This story originally appeared on HeyTutor and was produced and distributed in partnership with Stacker Studio.
What is high-dosage tutoring?
High-dosage, or high-impact, tutoring is a growing, evidence-based practice that can help schools shrink learning gaps and accelerate learning through intensive, personalized student support. For that reason, HeyTutor used various news and academic sources to explore and explain high-dosage tutoring.
The concept of tutoring is not new, but the push for high-dosage tutoring is. Just last year, the Biden administration endeavored to provide students with an additional 250,000 tutors and mentors over the next three years through the National Partnership for Student Success.
To understand what high-dosage tutoring is, it is helpful to understand what this type of intervention is not. High-dosage tutoring differs from after-school homework assistance, parental help, and once-a-week private tutoring. Tutoring programs are considered "high-dosage" when students receive at least three sessions a week from teachers or other specifically trained providers in groups of four or fewer, with each session lasting at least 30 minutes.

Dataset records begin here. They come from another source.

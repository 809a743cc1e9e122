pub mod prompt;
pub mod turn_locks;

use std::sync::Arc;
use std::time::Duration;

use chrono::Utc;
use uuid::Uuid;

use crate::config::Config;
use crate::crypto::HistoryCipher;
use crate::identity::{Channel, Identity, IdentityError, LookupKey};
use crate::models::internal::{
    ChatMessage, Conversation, NewConversation, NewMessage, Role, StoredHistory,
};
use crate::services::completion_client::{
    CompletionError, CompletionProvider, CompletionRequest,
};
use crate::storage::repository::{ConversationRepository, RepositoryError};
use turn_locks::TurnLocks;

#[derive(Debug, thiserror::Error)]
pub enum ChatError {
    #[error("{0}")]
    Validation(String),
    #[error(transparent)]
    Identity(#[from] IdentityError),
    #[error("Configuration error: {0}")]
    Configuration(String),
    #[error("Completion provider error: {0}")]
    Provider(CompletionError),
    #[error("Not found: {0}")]
    NotFound(String),
    #[error("Storage error: {0}")]
    Storage(RepositoryError),
    #[error("Serialization error: {0}")]
    Serialization(#[from] serde_json::Error),
}

impl From<CompletionError> for ChatError {
    fn from(err: CompletionError) -> Self {
        match err {
            CompletionError::MissingApiKey => ChatError::Configuration(err.to_string()),
            other => ChatError::Provider(other),
        }
    }
}

impl From<RepositoryError> for ChatError {
    fn from(err: RepositoryError) -> Self {
        match err {
            RepositoryError::NotFound(what) => ChatError::NotFound(what),
            other => ChatError::Storage(other),
        }
    }
}

#[derive(Debug, Clone, Copy)]
pub struct TurnSettings {
    pub completion_timeout: Duration,
    /// Prior messages offered to the model; 0 means all of them.
    pub history_window: usize,
}

impl Default for TurnSettings {
    fn default() -> Self {
        Self {
            completion_timeout: Duration::from_secs(60),
            history_window: 0,
        }
    }
}

impl From<&Config> for TurnSettings {
    fn from(config: &Config) -> Self {
        Self {
            completion_timeout: Duration::from_secs(config.completion_timeout_secs),
            history_window: config.history_window,
        }
    }
}

#[derive(Debug, Clone)]
pub struct TurnOutcome {
    pub reply: String,
    pub conversation_id: Uuid,
    /// True when this turn opened a new thread.
    pub created: bool,
    pub history_encrypted: bool,
}

pub struct ChatOrchestrator {
    repo: Arc<dyn ConversationRepository>,
    cipher: Arc<HistoryCipher>,
    provider: Arc<dyn CompletionProvider>,
    settings: TurnSettings,
    locks: TurnLocks,
}

impl ChatOrchestrator {
    pub fn new(
        repo: Arc<dyn ConversationRepository>,
        cipher: Arc<HistoryCipher>,
        provider: Arc<dyn CompletionProvider>,
        settings: TurnSettings,
    ) -> Self {
        Self {
            repo,
            cipher,
            provider,
            settings,
            locks: TurnLocks::new(),
        }
    }

    /// Run one exchange: recover the thread, ask the model, persist both sides.
    ///
    /// Nothing is written unless the provider produced a reply.
    pub async fn run_turn(
        &self,
        identity: &Identity,
        utterance: &str,
        channel: Channel,
    ) -> Result<TurnOutcome, ChatError> {
        let utterance = utterance.trim();
        if utterance.is_empty() {
            return Err(ChatError::Validation("Question is required".to_string()));
        }

        let key = identity.lookup_key();
        let _turn = self.locks.acquire(&key).await;

        let existing = self.repo.find_latest(&key).await?;
        let history = match &existing {
            Some(conversation) => self.recover_history(conversation),
            None => Vec::new(),
        };

        let prompt = prompt::assemble(
            channel,
            prompt::window(&history, self.settings.history_window),
            utterance,
        );
        tracing::debug!(
            "Assembled prompt for {}: {} messages ({} channel)",
            key,
            prompt.len(),
            channel.as_str()
        );

        let asked_at = Utc::now();
        let reply = self
            .complete(CompletionRequest {
                messages: prompt,
                options: prompt::completion_options(channel),
            })
            .await?;

        let mut thread = Vec::with_capacity(history.len() + 3);
        thread.push(prompt::system_instruction(channel));
        thread.extend(history);
        thread.push(ChatMessage::user(utterance));
        thread.push(ChatMessage::assistant(reply.clone()));
        let stored = self.seal(&thread)?;
        let history_encrypted = stored.is_encrypted();

        let transcript = vec![
            NewMessage::new(Role::User, utterance, asked_at),
            NewMessage::new(Role::Assistant, reply.as_str(), Utc::now()),
        ];

        let (conversation, created) = match existing {
            Some(conversation) => (
                self.repo
                    .record_turn(conversation.id, stored, transcript)
                    .await?,
                false,
            ),
            None => (
                self.repo
                    .create(NewConversation {
                        id: None,
                        owner_user_id: identity.owner_user_id().map(str::to_string),
                        session_id: identity.session_id().map(str::to_string),
                        is_whatsapp: channel == Channel::WhatsApp,
                        history: stored,
                        messages: transcript,
                    })
                    .await?,
                true,
            ),
        };

        tracing::info!(
            "Chat turn stored: conversation={}, messages={}, created={}",
            conversation.id,
            conversation.messages.len(),
            created
        );

        Ok(TurnOutcome {
            reply,
            conversation_id: conversation.id,
            created,
            history_encrypted,
        })
    }

    /// Every thread for the identity with its plaintext transcript, newest first.
    pub async fn conversations_for(
        &self,
        identity: &Identity,
    ) -> Result<Vec<Conversation>, ChatError> {
        Ok(self.repo.find_all(&identity.lookup_key()).await?)
    }

    /// Delete every conversation owned by the user. Anonymous threads are untouched.
    pub async fn clear_history(&self, user_id: &str) -> Result<u64, ChatError> {
        let user_id = user_id.trim();
        if user_id.is_empty() {
            return Err(ChatError::Validation("User id is required".to_string()));
        }

        let key = LookupKey::Owner(user_id.to_string());
        let _turn = self.locks.acquire(&key).await;
        Ok(self.repo.delete_all_for_owner(user_id).await?)
    }

    async fn complete(&self, request: CompletionRequest) -> Result<String, ChatError> {
        let timeout = self.settings.completion_timeout;
        let reply = match tokio::time::timeout(timeout, self.provider.complete(&request)).await {
            Ok(result) => result,
            Err(_) => Err(CompletionError::Timeout(timeout.as_secs())),
        }
        .map_err(|e| {
            tracing::error!("Completion failed: {}", e);
            ChatError::from(e)
        })?;

        let reply = reply.trim();
        if reply.is_empty() {
            tracing::error!("Completion provider returned an empty reply");
            return Err(ChatError::Provider(CompletionError::InvalidResponse(
                "empty reply".to_string(),
            )));
        }
        Ok(reply.to_string())
    }

    /// Prior non-system messages of a thread, or nothing when they cannot be read back.
    fn recover_history(&self, conversation: &Conversation) -> Vec<ChatMessage> {
        let serialized = match &conversation.history {
            StoredHistory::Encrypted(payload) => match self.cipher.decrypt_payload(payload) {
                Ok(plaintext) => plaintext,
                Err(e) => {
                    tracing::warn!(
                        "Could not decrypt history of conversation {}, starting fresh: {}",
                        conversation.id,
                        e
                    );
                    return Vec::new();
                }
            },
            StoredHistory::PlaintextFallback { serialized } => serialized.clone(),
        };

        match serde_json::from_str::<Vec<ChatMessage>>(&serialized) {
            Ok(messages) => prompt::strip_system(messages),
            Err(e) => {
                tracing::warn!(
                    "Stored history of conversation {} is not a message list, starting fresh: {}",
                    conversation.id,
                    e
                );
                Vec::new()
            }
        }
    }

    fn seal(&self, thread: &[ChatMessage]) -> Result<StoredHistory, ChatError> {
        let serialized = serde_json::to_string(thread)?;
        match self.cipher.encrypt(&serialized) {
            Ok(payload) => Ok(StoredHistory::Encrypted(payload)),
            Err(e) => {
                tracing::warn!("History encryption failed, storing plaintext fallback: {}", e);
                Ok(StoredHistory::PlaintextFallback { serialized })
            }
        }
    }
}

About 1 in 10 public school students in the United States participate in high-dosage tutoring, according to federal data collected in June 2022.
States are putting millions toward tutoring efforts to recover lost academic progress from school closures and combat school labor shortages caused by the COVID-19 pandemic. While data shows this type of support can be highly effective in the right setting, schools nationwide have experienced mixed results. There are also cost and implementation barriers.

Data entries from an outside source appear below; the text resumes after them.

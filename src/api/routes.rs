use axum::{
    extract::{rejection::JsonRejection, FromRef, Query, State},
    middleware,
    routing::get,
    Json, Router,
};
use std::sync::Arc;
use tower_http::{cors::CorsLayer, trace::TraceLayer};
use utoipa::OpenApi;

use crate::{
    api::{
        dto::*,
        rate_limiter::{rate_limit_middleware, RateLimiter},
        whatsapp,
    },
    auth::{AuthenticatedUser, MaybeUser},
    config::Config,
    identity::{self, Channel},
    models::internal::{Conversation, Message, Role},
    orchestrator::{ChatError, ChatOrchestrator},
    services::MessageSender,
    storage::repository::ConversationRepository,
};

#[derive(Clone)]
pub struct AppState {
    pub config: Arc<Config>,
    pub repo: Arc<dyn ConversationRepository>,
    pub orchestrator: Arc<ChatOrchestrator>,
    pub whatsapp: Arc<dyn MessageSender>,
    pub rate_limiter: RateLimiter,
}

impl FromRef<AppState> for Arc<Config> {
    fn from_ref(state: &AppState) -> Self {
        state.config.clone()
    }
}

#[derive(OpenApi)]
#[openapi(
    paths(
        post_chat,
        get_chat,
        delete_chat,
        health,
        whatsapp::verify_webhook,
        whatsapp::receive_message
    ),
    components(schemas(
        ChatRequest,
        ChatReply,
        ChatResponse,
        HistoryData,
        HistoryResponse,
        ClearHistoryResponse,
        HealthResponse,
        ErrorResponse,
        Conversation,
        Message,
        Role
    )),
    tags(
        (name = "chat", description = "Web chat turns and history"),
        (name = "whatsapp", description = "WhatsApp Cloud API webhook")
    )
)]
pub struct ApiDoc;

#[utoipa::path(
    post,
    path = "/chat",
    tag = "chat",
    request_body = ChatRequest,
    responses(
        (status = 200, description = "Assistant reply", body = ChatResponse),
        (status = 400, description = "Malformed body, missing question or session id", body = ErrorResponse),
        (status = 401, description = "Invalid bearer token", body = ErrorResponse),
        (status = 429, description = "Rate limit exceeded", body = ErrorResponse),
        (status = 500, description = "Failed to get AI response", body = ErrorResponse)
    )
)]
pub async fn post_chat(
    State(state): State<AppState>,
    MaybeUser(user): MaybeUser,
    payload: Result<Json<ChatRequest>, JsonRejection>,
) -> Result<Json<ChatResponse>, ChatError> {
    let Json(req) = payload.map_err(|rejection| ChatError::Validation(rejection.body_text()))?;
    if req.question.trim().is_empty() {
        return Err(ChatError::Validation("Question is required".to_string()));
    }

    let identity = identity::resolve_web(
        user.as_ref().map(|u| u.user_id.as_str()),
        req.session_id.as_deref(),
    )?;

    let outcome = state
        .orchestrator
        .run_turn(&identity, &req.question, Channel::Web)
        .await?;

    Ok(Json(ChatResponse {
        success: true,
        data: ChatReply {
            results: outcome.reply,
        },
    }))
}

#[utoipa::path(
    get,
    path = "/chat",
    tag = "chat",
    params(HistoryQuery),
    responses(
        (status = 200, description = "All conversations for the caller", body = HistoryResponse),
        (status = 400, description = "Anonymous caller without session id", body = ErrorResponse),
        (status = 401, description = "Invalid bearer token", body = ErrorResponse)
    )
)]
pub async fn get_chat(
    State(state): State<AppState>,
    MaybeUser(user): MaybeUser,
    Query(query): Query<HistoryQuery>,
) -> Result<Json<HistoryResponse>, ChatError> {
    let identity = identity::resolve_web(
        user.as_ref().map(|u| u.user_id.as_str()),
        query.session_id.as_deref(),
    )?;

    let messages = state.orchestrator.conversations_for(&identity).await?;

    Ok(Json(HistoryResponse {
        success: true,
        data: HistoryData { messages },
    }))
}

#[utoipa::path(
    delete,
    path = "/chat",
    tag = "chat",
    responses(
        (status = 200, description = "History cleared", body = ClearHistoryResponse),
        (status = 401, description = "Authentication required", body = ErrorResponse)
    )
)]
pub async fn delete_chat(
    State(state): State<AppState>,
    user: AuthenticatedUser,
) -> Result<Json<ClearHistoryResponse>, ChatError> {
    let deleted = state.orchestrator.clear_history(&user.user_id).await?;

    Ok(Json(ClearHistoryResponse {
        success: true,
        message: format!("Chat history cleared ({deleted} conversations removed)"),
    }))
}

#[utoipa::path(
    get,
    path = "/health",
    responses(
        (status = 200, description = "Service status and stored conversation count", body = HealthResponse)
    )
)]
pub async fn health(State(state): State<AppState>) -> Json<HealthResponse> {
    let (status, conversations) = match state.repo.count().await {
        Ok(count) => ("ok", count),
        Err(e) => {
            tracing::error!("Health check could not reach the database: {}", e);
            ("degraded", 0)
        }
    };

    Json(HealthResponse {
        status: status.to_string(),
        version: env!("CARGO_PKG_VERSION").to_string(),
        conversations,
    })
}

pub async fn openapi_json() -> Json<utoipa::openapi::OpenApi> {
    Json(ApiDoc::openapi())
}

pub fn create_router(state: AppState) -> Router {
    let chat = Router::new()
        .route(
            "/chat",
            get(get_chat).post(post_chat).delete(delete_chat),
        )
        .route_layer(middleware::from_fn_with_state(
            state.rate_limiter.clone(),
            rate_limit_middleware,
        ));

    let mut router = Router::new()
        .merge(chat)
        .route(
            "/whatsapp/webhook",
            get(whatsapp::verify_webhook).post(whatsapp::receive_message),
        )
        .route("/health", get(health))
        .route("/api-docs/openapi.json", get(openapi_json))
        .layer(TraceLayer::new_for_http());

    if state.config.cors_enabled {
        router = router.layer(CorsLayer::permissive());
    }

    router.with_state(state)
}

Training in-house tutors or outsourcing are both expensive options, and high-dosage tutoring can cost schools $4,000 or more per student per school year. Additionally, tutoring provided by online for-profit companies may market certain services as high-dosage when, in reality, they do not meet the federal definition of the practice.
High-dosage tutoring is a method of providing tutoring frequently in a small setting to accelerate student learning
Research shows that small-group learning has important academic, social, and psychological benefits. Students learn and retain more information than they generally do in larger settings and engage with the content and their peers more effectively. A report from the Annenberg Institute for School Reform at Brown University discovered that not only is tutoring a cost-effective mode of educational intervention but, over time, gains of three to as many as 15 months of learning across all grades can be achieved.
High-dosage tutoring could help close learning gaps incurred during the height of the pandemic
High-dosage tutoring has been found to be particularly effective for accelerating math and reading gains—two subjects in which COVID-19 erased 20 years of academic progress. Research from the Regional Educational Laboratory Northeast and Islands found that tutoring led to an additional 10 months of learning in high school math and roughly five months in elementary school reading. However, students most likely to benefit from high-dosage tutoring are the least likely to have adequate access if schools do not facilitate it, especially if it is only offered online.
Quality data on high-dosage tutoring as a systematic intervention is lacking
Researchers from the Regional Educational Laboratory Northeast and Islands program evaluating the impact of high-dosage tutoring caution that, despite promising data, many open questions remain about how these services can be implemented at scale nationwide.
Some studies on high-dosage tutoring, including the REL's, are still in efficacy trials, meaning the conditions are close to ideal and may not reflect the reality of implementation in a given district. Trade-offs in evaluating efficacy data will be required to account for varying contexts between districts. Additionally, 10% nationwide participation in high-dosage tutoring among public school students is a small and inconsistent sample size. Some students opt for online tutoring sessions, while others meet with school-based tutors one-on-one.
Tennessee has invested heavily in high-dosage tutoring projects
The need for effective academic interventions in the wake of pandemic learning loss is pressing in Tennessee. In 2021, roughly 4% more students scored below proficiency on state standardized tests compared with 2019. Tennessee invested $200 million to combat this loss in the Tennessee Accelerating Literacy and Learning Corps program, which allowed school districts to access federal American Rescue Plan funding early and start high-dosage tutoring efforts.
One-off benchmark assessments of the TN ALL Corps program show promise. At one participating elementary school, students experienced an average of 14% growth during their first three months in the program, compared with 6% growth for students not participating in the tutoring, according to the district.
Private companies are also investing in tutoring projects
Venture capital funding for education technology is expected to increase in 2023 after a pandemic-driven dip. In 2022, tutoring alone garnered hundreds of millions in venture capital funding. As more for-profit companies fill the gap between the need for tutors and the number of qualified professionals, it will be critical for school administrators and families to understand which companies provide high-dosage tutoring versus something vaguely similar, like on-demand support.
Tutoring services commonly offered 24/7 via online platforms, while potentially helpful for some students, often do not meet the rigorous requirements or characteristics to qualify as high-dosage tutoring.